Problem requirements. The records below are to be transcribed exactly as they appear.

Input.
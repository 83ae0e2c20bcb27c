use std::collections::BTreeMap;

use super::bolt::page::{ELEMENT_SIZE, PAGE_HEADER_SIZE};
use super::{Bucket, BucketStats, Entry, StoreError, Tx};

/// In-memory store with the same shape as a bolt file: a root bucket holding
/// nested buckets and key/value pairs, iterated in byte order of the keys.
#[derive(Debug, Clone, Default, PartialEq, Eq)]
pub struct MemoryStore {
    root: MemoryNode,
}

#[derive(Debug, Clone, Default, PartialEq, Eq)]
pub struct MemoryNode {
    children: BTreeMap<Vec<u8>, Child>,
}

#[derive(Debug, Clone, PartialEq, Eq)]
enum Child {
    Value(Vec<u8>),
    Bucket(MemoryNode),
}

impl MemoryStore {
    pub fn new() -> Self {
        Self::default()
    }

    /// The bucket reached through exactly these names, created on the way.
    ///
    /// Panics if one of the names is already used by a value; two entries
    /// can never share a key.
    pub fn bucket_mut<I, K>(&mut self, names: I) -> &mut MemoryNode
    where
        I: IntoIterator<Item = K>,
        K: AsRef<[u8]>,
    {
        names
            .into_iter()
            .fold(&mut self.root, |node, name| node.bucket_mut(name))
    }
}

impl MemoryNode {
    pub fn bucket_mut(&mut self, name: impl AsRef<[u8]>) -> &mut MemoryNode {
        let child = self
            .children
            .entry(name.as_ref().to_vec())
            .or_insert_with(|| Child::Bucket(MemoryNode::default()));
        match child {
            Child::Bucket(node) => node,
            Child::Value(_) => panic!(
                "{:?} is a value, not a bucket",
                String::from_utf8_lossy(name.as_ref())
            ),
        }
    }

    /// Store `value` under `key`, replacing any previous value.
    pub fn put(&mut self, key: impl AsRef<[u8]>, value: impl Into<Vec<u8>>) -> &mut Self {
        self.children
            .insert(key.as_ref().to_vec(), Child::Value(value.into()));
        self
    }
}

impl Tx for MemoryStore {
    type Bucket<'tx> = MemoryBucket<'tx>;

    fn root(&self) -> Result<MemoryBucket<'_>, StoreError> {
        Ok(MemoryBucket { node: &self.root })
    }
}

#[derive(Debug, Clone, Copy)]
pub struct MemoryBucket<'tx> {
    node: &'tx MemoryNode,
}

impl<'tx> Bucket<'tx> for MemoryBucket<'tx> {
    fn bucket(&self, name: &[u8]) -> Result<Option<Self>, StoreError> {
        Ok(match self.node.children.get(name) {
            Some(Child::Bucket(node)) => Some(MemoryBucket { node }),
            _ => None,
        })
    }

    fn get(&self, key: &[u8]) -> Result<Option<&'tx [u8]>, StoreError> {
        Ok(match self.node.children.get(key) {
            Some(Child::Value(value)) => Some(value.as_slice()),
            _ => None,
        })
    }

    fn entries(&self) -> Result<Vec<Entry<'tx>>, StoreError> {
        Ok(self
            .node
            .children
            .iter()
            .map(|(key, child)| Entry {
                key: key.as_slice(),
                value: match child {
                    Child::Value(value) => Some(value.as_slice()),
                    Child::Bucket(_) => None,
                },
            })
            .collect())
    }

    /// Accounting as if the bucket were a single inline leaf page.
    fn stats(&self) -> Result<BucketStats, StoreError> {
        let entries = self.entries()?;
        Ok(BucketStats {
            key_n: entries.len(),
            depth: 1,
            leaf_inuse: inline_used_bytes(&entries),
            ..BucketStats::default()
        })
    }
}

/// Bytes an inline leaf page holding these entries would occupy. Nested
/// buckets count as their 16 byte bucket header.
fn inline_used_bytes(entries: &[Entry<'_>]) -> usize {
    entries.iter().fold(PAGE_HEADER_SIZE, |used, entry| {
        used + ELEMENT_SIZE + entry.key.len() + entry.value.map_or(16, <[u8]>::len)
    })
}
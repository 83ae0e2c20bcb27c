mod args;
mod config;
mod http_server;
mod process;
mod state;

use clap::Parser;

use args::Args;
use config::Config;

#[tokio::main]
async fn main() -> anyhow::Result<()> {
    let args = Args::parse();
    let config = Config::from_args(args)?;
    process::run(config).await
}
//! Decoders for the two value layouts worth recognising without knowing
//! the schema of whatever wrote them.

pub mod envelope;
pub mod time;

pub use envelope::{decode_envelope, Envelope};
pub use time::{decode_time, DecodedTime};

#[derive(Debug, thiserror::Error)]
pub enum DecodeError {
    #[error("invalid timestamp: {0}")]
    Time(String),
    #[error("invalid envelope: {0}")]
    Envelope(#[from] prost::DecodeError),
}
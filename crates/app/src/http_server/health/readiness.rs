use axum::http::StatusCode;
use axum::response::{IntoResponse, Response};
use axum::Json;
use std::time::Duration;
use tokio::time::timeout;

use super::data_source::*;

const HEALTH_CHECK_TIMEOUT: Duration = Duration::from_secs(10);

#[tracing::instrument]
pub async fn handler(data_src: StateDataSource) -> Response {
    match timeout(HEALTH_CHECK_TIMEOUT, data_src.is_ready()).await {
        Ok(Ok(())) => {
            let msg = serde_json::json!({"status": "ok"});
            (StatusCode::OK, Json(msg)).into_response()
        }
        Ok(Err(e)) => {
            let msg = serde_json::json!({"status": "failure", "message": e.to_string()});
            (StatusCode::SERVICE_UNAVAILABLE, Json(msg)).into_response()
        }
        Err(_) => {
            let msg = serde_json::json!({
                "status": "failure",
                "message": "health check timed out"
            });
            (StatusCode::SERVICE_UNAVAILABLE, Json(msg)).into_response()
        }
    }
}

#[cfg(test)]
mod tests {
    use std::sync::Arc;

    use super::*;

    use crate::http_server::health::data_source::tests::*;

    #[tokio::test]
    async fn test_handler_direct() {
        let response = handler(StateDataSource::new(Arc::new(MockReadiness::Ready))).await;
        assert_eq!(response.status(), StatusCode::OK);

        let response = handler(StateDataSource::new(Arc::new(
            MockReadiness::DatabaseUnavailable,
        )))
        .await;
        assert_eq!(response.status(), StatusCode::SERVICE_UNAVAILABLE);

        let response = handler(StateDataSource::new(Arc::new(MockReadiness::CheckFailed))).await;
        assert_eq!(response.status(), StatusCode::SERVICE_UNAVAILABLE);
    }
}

The answer.
repository 83ae0e2c20bcb27c
use std::collections::BTreeMap;

use super::bolt::page::{ELEMENT_SIZE, PAGE_HEADER_SIZE};
use super::{Bucket, BucketStats, Entry, StoreError, Tx};

/// In-memory store with the same shape as a bolt file: a root bucket holding
/// nested buckets and key/value pairs, iterated in byte order of the keys.
#[derive(Debug, Clone, Default, PartialEq, Eq)]
pub struct MemoryStore {
    root: MemoryNode,
}

#[derive(Debug, Clone, Default, PartialEq, Eq)]
pub struct MemoryNode {
    children: BTreeMap<Vec<u8>, Child>,
}

#[derive(Debug, Clone, PartialEq, Eq)]
enum Child {
    Value(Vec<u8>),
    Bucket(MemoryNode),
}

impl MemoryStore {
    pub fn new() -> Self {
        Self::default()
    }

    /// The bucket reached through exactly these names, created on the way.
    ///
    /// Panics if one of the names is already used by a value; two entries
    /// can never share a key.
    pub fn bucket_mut<I, K>(&mut self, names: I) -> &mut MemoryNode
    where
        I: IntoIterator<Item = K>,
        K: AsRef<[u8]>,
    {
        names
            .into_iter()
            .fold(&mut self.root, |node, name| node.bucket_mut(name))
    }
}

impl MemoryNode {
    pub fn bucket_mut(&mut self, name: impl AsRef<[u8]>) -> &mut MemoryNode {
        let child = self
            .children
            .entry(name.as_ref().to_vec())
            .or_insert_with(|| Child::Bucket(MemoryNode::default()));
        match child {
            Child::Bucket(node) => node,
            Child::Value(_) => panic!(
                "{:?} is a value, not a bucket",
                String::from_utf8_lossy(name.as_ref())
            ),
        }
    }

    /// Store `value` under `key`, replacing any previous value.
    pub fn put(&mut self, key: impl AsRef<[u8]>, value: impl Into<Vec<u8>>) -> &mut Self {
        self.children
            .insert(key.as_ref().to_vec(), Child::Value(value.into()));
        self
    }
}

impl Tx for MemoryStore {
    type Bucket<'tx> = MemoryBucket<'tx>;

    fn root(&self) -> Result<MemoryBucket<'_>, StoreError> {
        Ok(MemoryBucket { node: &self.root })
    }
}

#[derive(Debug, Clone, Copy)]
pub struct MemoryBucket<'tx> {
    node: &'tx MemoryNode,
}

impl<'tx> Bucket<'tx> for MemoryBucket<'tx> {
    fn bucket(&self, name: &[u8]) -> Result<Option<Self>, StoreError> {
        Ok(match self.node.children.get(name) {
            Some(Child::Bucket(node)) => Some(MemoryBucket { node }),
            _ => None,
        })
    }

    fn get(&self, key: &[u8]) -> Result<Option<&'tx [u8]>, StoreError> {
        Ok(match self.node.children.get(key) {
            Some(Child::Value(value)) => Some(value.as_slice()),
            _ => None,
        })
    }

    fn entries(&self) -> Result<Vec<Entry<'tx>>, StoreError> {
        Ok(self
            .node
            .children
            .iter()
            .map(|(key, child)| Entry {
                key: key.as_slice(),
                value: match child {
                    Child::Value(value) => Some(value.as_slice()),
                    Child::Bucket(_) => None,
                },
            })
            .collect())
    }

    /// Accounting as if the bucket were a single inline leaf page.
    fn stats(&self) -> Result<BucketStats, StoreError> {
        let entries = self.entries()?;
        Ok(BucketStats {
            key_n: entries.len(),
            depth: 1,
            leaf_inuse: inline_used_bytes(&entries),
            ..BucketStats::default()
        })
    }
}

/// Bytes an inline leaf page holding these entries would occupy. Nested
/// buckets count as their 16 byte bucket header.
fn inline_used_bytes(entries: &[Entry<'_>]) -> usize {
    entries.iter().fold(PAGE_HEADER_SIZE, |used, entry| {
        used + ELEMENT_SIZE + entry.key.len() + entry.value.map_or(16, <[u8]>::len)
    })
}
repository 83ae0e2c20bcb27c
mod args;
mod config;
mod http_server;
mod process;
mod state;

use clap::Parser;

use args::Args;
use config::Config;

#[tokio::main]
async fn main() -> anyhow::Result<()> {
    let args = Args::parse();
    let config = Config::from_args(args)?;
    process::run(config).await
}
//! Decoders for the two value layouts worth recognising without knowing
//! the schema of whatever wrote them.

pub mod envelope;
pub mod time;

pub use envelope::{decode_envelope, Envelope};
pub use time::{decode_time, DecodedTime};

#[derive(Debug, thiserror::Error)]
pub enum DecodeError {
    #[error("invalid timestamp: {0}")]
    Time(String),
    #[error("invalid envelope: {0}")]
    Envelope(#[from] prost::DecodeError),
}
filename crates/app/src/http_server/health/readiness.rs
use axum::http::StatusCode;
use axum::response::{IntoResponse, Response};
use axum::Json;
use std::time::Duration;
use tokio::time::timeout;

use super::data_source::*;

const HEALTH_CHECK_TIMEOUT: Duration = Duration::from_secs(10);

#[tracing::instrument]
pub async fn handler(data_src: StateDataSource) -> Response {
    match timeout(HEALTH_CHECK_TIMEOUT, data_src.is_ready()).await {
        Ok(Ok(())) => {
            let msg = serde_json::json!({"status": "ok"});
            (StatusCode::OK, Json(msg)).into_response()
        }
        Ok(Err(e)) => {
            let msg = serde_json::json!({"status": "failure", "message": e.to_string()});
            (StatusCode::SERVICE_UNAVAILABLE, Json(msg)).into_response()
        }
        Err(_) => {
            let msg = serde_json::json!({
                "status": "failure",
                "message": "health check timed out"
            });
            (StatusCode::SERVICE_UNAVAILABLE, Json(msg)).into_response()
        }
    }
}

#[cfg(test)]
mod tests {
    use std::sync::Arc;

    use super::*;

    use crate::http_server::health::data_source::tests::*;

    #[tokio::test]
    async fn test_handler_direct() {
        let response = handler(StateDataSource::new(Arc::new(MockReadiness::Ready))).await;
        assert_eq!(response.status(), StatusCode::OK);

        let response = handler(StateDataSource::new(Arc::new(
            MockReadiness::DatabaseUnavailable,
        )))
        .await;
        assert_eq!(response.status(), StatusCode::SERVICE_UNAVAILABLE);

        let response = handler(StateDataSource::new(Arc::new(MockReadiness::CheckFailed))).await;
        assert_eq!(response.status(), StatusCode::SERVICE_UNAVAILABLE);
    }
}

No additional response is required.